╭─ Records for processing

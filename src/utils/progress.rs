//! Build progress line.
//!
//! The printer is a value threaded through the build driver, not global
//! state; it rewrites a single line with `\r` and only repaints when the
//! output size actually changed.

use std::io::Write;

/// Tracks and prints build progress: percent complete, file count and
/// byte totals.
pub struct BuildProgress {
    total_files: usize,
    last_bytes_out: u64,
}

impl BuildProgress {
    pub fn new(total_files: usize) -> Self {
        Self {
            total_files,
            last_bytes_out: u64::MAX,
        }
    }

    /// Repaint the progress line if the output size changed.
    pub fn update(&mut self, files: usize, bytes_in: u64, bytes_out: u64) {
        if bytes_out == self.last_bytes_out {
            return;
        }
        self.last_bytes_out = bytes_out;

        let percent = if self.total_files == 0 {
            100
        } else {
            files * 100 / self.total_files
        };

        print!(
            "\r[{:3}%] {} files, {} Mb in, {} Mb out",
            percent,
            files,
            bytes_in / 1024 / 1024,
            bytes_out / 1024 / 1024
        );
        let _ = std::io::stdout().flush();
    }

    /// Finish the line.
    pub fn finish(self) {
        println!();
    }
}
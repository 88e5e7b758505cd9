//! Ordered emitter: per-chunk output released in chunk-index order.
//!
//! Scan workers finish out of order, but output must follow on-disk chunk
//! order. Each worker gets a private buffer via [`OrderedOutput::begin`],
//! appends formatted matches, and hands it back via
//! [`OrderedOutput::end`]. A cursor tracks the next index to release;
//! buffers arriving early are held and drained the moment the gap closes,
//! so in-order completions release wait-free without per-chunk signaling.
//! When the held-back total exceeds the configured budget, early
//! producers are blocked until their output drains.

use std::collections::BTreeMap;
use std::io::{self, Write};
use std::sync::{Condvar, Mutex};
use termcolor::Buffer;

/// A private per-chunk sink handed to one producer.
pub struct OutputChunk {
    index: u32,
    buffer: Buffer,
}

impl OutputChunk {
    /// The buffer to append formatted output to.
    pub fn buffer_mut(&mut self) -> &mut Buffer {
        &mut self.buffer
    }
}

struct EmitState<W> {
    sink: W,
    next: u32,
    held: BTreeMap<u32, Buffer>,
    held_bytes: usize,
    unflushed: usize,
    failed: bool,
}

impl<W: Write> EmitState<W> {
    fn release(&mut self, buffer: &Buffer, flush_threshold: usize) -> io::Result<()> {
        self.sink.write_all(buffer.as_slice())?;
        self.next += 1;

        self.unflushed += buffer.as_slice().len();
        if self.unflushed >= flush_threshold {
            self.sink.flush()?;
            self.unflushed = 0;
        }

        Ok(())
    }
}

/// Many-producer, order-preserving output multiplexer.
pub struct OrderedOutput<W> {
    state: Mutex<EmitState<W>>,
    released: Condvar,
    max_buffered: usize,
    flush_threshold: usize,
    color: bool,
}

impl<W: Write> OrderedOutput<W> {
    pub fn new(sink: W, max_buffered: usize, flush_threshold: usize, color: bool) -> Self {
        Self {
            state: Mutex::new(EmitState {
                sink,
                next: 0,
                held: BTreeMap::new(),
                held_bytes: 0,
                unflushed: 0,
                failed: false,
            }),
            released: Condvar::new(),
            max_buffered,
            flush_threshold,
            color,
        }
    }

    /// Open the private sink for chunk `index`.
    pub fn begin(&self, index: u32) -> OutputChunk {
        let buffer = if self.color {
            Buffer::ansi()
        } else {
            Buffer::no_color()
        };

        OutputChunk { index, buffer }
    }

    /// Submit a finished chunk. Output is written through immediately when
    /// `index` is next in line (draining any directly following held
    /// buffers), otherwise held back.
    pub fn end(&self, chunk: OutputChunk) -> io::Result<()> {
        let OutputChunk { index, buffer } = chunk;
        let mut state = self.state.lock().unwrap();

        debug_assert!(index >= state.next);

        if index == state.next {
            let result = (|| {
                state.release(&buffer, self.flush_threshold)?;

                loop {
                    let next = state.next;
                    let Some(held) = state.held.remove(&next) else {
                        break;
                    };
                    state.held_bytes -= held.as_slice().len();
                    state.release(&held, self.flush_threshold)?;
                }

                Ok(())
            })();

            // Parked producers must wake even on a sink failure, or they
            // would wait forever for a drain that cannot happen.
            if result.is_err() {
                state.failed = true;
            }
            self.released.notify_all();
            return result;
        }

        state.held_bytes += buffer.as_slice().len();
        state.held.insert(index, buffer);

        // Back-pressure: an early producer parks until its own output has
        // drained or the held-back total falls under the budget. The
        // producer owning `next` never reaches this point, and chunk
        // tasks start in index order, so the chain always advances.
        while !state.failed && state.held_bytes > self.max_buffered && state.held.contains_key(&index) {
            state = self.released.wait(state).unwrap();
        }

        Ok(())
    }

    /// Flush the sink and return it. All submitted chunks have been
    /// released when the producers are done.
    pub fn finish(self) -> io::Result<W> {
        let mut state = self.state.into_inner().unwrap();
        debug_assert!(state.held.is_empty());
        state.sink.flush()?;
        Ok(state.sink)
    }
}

╰─
╭─ Records for processing

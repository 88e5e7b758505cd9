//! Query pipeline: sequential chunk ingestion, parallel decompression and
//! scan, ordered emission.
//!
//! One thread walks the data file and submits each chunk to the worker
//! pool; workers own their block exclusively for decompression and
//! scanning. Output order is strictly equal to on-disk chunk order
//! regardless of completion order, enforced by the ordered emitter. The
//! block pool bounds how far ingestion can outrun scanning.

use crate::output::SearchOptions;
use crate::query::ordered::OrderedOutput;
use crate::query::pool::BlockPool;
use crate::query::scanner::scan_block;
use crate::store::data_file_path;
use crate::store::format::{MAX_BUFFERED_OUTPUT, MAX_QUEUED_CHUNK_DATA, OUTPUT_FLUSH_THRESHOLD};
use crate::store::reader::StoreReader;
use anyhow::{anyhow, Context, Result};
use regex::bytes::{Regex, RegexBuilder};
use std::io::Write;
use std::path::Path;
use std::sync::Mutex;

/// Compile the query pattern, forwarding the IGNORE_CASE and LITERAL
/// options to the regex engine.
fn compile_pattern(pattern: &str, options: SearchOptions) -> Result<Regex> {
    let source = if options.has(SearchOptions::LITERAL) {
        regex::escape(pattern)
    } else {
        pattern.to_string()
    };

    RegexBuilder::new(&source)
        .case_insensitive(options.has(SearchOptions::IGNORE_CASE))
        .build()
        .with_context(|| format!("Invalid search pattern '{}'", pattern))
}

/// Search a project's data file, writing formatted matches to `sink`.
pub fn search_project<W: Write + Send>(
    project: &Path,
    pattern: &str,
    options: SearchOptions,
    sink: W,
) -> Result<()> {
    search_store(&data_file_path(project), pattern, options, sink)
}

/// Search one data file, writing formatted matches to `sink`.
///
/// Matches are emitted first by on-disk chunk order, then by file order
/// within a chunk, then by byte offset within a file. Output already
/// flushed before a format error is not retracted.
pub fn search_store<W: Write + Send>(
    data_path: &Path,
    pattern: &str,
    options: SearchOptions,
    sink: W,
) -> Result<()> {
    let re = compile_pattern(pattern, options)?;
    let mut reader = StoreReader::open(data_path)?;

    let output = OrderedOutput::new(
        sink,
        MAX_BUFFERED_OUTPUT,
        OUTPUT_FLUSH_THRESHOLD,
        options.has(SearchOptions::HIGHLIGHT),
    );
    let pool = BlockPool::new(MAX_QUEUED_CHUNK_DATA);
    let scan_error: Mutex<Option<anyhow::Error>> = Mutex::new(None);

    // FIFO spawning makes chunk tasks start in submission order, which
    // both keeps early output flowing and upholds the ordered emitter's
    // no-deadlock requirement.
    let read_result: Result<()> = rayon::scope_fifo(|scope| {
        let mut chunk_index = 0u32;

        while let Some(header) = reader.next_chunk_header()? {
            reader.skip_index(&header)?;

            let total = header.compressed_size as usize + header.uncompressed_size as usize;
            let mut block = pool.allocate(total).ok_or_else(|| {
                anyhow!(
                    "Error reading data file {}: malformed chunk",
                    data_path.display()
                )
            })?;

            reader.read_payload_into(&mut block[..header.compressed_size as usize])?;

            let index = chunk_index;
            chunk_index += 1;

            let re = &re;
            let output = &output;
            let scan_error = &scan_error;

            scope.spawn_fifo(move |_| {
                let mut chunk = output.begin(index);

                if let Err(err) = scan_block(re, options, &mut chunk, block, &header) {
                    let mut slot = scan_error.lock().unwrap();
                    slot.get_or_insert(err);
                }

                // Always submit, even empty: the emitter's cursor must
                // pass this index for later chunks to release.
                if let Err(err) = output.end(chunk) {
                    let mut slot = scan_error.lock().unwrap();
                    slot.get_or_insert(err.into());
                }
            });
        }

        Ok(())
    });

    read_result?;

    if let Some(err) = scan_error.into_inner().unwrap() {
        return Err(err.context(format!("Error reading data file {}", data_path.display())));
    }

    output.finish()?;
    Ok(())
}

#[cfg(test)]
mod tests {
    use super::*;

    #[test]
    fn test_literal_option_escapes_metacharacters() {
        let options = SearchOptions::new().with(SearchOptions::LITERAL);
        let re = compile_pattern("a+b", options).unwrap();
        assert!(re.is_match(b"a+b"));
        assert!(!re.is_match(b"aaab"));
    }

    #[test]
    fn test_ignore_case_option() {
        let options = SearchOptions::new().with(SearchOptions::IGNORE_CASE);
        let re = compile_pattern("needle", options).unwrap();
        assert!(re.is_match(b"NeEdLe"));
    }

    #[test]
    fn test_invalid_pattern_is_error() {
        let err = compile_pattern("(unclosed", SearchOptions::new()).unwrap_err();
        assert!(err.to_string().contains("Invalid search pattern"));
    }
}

╰─

### What you are asked to do
Return, with no change at all, every line in the entries above from the line containing "filename src/utils/progress.rs" through the line containing "self.last_bytes_out = bytes_out;".

### Solved exercise
filename src/utils/progress.rs
//! Build progress line.
//!
//! The printer is a value threaded through the build driver, not global
//! state; it rewrites a single line with `\r` and only repaints when the
//! output size actually changed.

use std::io::Write;

/// Tracks and prints build progress: percent complete, file count and
/// byte totals.
pub struct BuildProgress {
    total_files: usize,
    last_bytes_out: u64,
}

impl BuildProgress {
    pub fn new(total_files: usize) -> Self {
        Self {
            total_files,
            last_bytes_out: u64::MAX,
        }
    }

    /// Repaint the progress line if the output size changed.
    pub fn update(&mut self, files: usize, bytes_in: u64, bytes_out: u64) {
        if bytes_out == self.last_bytes_out {
            return;
        }
        self.last_bytes_out = bytes_out;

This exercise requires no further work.